---------- DATA UNDER STUDY ----------

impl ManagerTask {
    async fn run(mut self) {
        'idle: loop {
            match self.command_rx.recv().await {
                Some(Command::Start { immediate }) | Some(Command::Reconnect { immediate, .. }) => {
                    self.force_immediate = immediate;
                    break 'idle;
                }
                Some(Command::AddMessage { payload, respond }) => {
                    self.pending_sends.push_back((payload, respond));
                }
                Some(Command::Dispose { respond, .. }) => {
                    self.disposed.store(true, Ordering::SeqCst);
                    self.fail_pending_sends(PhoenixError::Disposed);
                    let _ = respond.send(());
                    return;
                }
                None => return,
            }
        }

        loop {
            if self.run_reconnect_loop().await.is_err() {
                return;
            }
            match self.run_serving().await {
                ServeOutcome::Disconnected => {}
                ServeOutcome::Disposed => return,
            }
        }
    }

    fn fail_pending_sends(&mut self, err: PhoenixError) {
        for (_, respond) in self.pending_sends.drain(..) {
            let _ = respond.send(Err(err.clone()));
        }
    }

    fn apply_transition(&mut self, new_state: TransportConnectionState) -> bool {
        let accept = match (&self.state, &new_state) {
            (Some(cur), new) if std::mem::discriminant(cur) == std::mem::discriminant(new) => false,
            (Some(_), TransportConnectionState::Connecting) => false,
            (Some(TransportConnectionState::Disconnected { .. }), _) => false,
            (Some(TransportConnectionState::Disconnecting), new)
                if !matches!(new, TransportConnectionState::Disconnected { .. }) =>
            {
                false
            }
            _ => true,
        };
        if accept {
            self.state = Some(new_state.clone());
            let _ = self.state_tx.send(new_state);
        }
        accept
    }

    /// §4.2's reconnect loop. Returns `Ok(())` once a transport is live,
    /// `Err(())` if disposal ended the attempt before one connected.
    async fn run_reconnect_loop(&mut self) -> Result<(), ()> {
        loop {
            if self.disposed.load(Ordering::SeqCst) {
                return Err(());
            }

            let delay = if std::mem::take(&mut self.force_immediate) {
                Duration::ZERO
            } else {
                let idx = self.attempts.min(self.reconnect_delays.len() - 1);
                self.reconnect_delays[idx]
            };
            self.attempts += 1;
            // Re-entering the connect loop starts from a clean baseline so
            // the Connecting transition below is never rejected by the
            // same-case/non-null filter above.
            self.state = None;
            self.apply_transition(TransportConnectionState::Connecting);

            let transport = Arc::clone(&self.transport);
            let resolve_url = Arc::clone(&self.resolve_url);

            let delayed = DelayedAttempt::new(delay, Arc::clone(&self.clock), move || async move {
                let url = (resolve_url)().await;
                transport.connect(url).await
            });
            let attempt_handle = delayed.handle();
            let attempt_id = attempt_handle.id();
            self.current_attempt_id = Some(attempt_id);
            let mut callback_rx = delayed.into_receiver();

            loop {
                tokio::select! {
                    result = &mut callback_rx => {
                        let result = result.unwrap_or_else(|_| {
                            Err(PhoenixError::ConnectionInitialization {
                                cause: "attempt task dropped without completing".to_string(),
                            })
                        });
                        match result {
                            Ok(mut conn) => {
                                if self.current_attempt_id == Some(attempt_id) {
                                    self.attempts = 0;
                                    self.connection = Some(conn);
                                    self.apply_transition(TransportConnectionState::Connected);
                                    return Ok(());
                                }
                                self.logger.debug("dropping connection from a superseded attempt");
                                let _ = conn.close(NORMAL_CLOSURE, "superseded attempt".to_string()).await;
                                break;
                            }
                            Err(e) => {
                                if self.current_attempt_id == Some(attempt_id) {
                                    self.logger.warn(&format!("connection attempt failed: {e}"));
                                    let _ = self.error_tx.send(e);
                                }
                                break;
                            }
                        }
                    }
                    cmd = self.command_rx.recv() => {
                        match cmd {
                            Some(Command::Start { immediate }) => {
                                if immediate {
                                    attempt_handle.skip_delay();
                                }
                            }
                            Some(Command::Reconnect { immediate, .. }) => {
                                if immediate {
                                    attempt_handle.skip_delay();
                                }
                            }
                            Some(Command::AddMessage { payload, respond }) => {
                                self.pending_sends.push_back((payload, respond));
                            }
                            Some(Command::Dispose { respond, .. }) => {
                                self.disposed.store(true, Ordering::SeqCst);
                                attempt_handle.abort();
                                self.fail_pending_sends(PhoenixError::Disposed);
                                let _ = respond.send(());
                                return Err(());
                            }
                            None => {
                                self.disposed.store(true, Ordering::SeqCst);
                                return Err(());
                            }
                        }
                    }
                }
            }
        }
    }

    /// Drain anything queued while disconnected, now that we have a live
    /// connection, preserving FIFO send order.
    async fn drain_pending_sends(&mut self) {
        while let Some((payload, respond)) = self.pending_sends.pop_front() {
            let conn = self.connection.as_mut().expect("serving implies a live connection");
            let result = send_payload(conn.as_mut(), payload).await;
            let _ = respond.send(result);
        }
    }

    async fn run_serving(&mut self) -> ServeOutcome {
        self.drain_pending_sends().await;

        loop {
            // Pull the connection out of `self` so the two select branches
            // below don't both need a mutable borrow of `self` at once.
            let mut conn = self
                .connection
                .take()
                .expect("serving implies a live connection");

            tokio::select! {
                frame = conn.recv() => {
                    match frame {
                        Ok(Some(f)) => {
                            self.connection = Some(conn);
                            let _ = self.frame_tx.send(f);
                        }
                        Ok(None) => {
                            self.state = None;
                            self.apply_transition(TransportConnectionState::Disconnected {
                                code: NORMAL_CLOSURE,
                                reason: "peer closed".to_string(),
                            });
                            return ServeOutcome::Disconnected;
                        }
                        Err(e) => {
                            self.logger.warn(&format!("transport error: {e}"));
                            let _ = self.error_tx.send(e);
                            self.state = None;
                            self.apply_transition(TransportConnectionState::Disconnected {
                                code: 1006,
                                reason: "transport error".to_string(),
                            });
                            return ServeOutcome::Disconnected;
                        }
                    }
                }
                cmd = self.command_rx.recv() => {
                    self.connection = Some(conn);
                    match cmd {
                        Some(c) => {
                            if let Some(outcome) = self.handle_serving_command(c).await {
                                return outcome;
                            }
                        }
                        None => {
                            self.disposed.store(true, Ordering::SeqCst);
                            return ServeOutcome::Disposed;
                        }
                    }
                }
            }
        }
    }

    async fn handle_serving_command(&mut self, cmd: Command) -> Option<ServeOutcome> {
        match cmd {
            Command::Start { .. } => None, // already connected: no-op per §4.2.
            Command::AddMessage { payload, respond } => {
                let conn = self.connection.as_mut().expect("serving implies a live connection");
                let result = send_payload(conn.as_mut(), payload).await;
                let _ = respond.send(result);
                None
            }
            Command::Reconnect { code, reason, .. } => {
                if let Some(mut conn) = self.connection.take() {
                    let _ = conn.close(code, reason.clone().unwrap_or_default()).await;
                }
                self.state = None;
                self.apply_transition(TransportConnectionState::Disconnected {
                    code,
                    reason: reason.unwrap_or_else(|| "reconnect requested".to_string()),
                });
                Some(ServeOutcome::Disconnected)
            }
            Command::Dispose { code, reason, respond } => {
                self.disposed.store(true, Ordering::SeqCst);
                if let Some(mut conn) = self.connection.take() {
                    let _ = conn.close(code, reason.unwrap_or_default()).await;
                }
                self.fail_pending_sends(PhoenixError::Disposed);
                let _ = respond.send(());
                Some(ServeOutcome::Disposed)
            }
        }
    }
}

----------

→ **EXERCISE DESCRIPTION**: Every line above that includes the word "payload" should be listed.

→ **TASK RESULT**:
                Some(Command::AddMessage { payload, respond }) => {
                    self.pending_sends.push_back((payload, respond));
                            Some(Command::AddMessage { payload, respond }) => {
                                self.pending_sends.push_back((payload, respond));
        while let Some((payload, respond)) = self.pending_sends.pop_front() {
            let result = send_payload(conn.as_mut(), payload).await;
            Command::AddMessage { payload, respond } => {
                let result = send_payload(conn.as_mut(), payload).await;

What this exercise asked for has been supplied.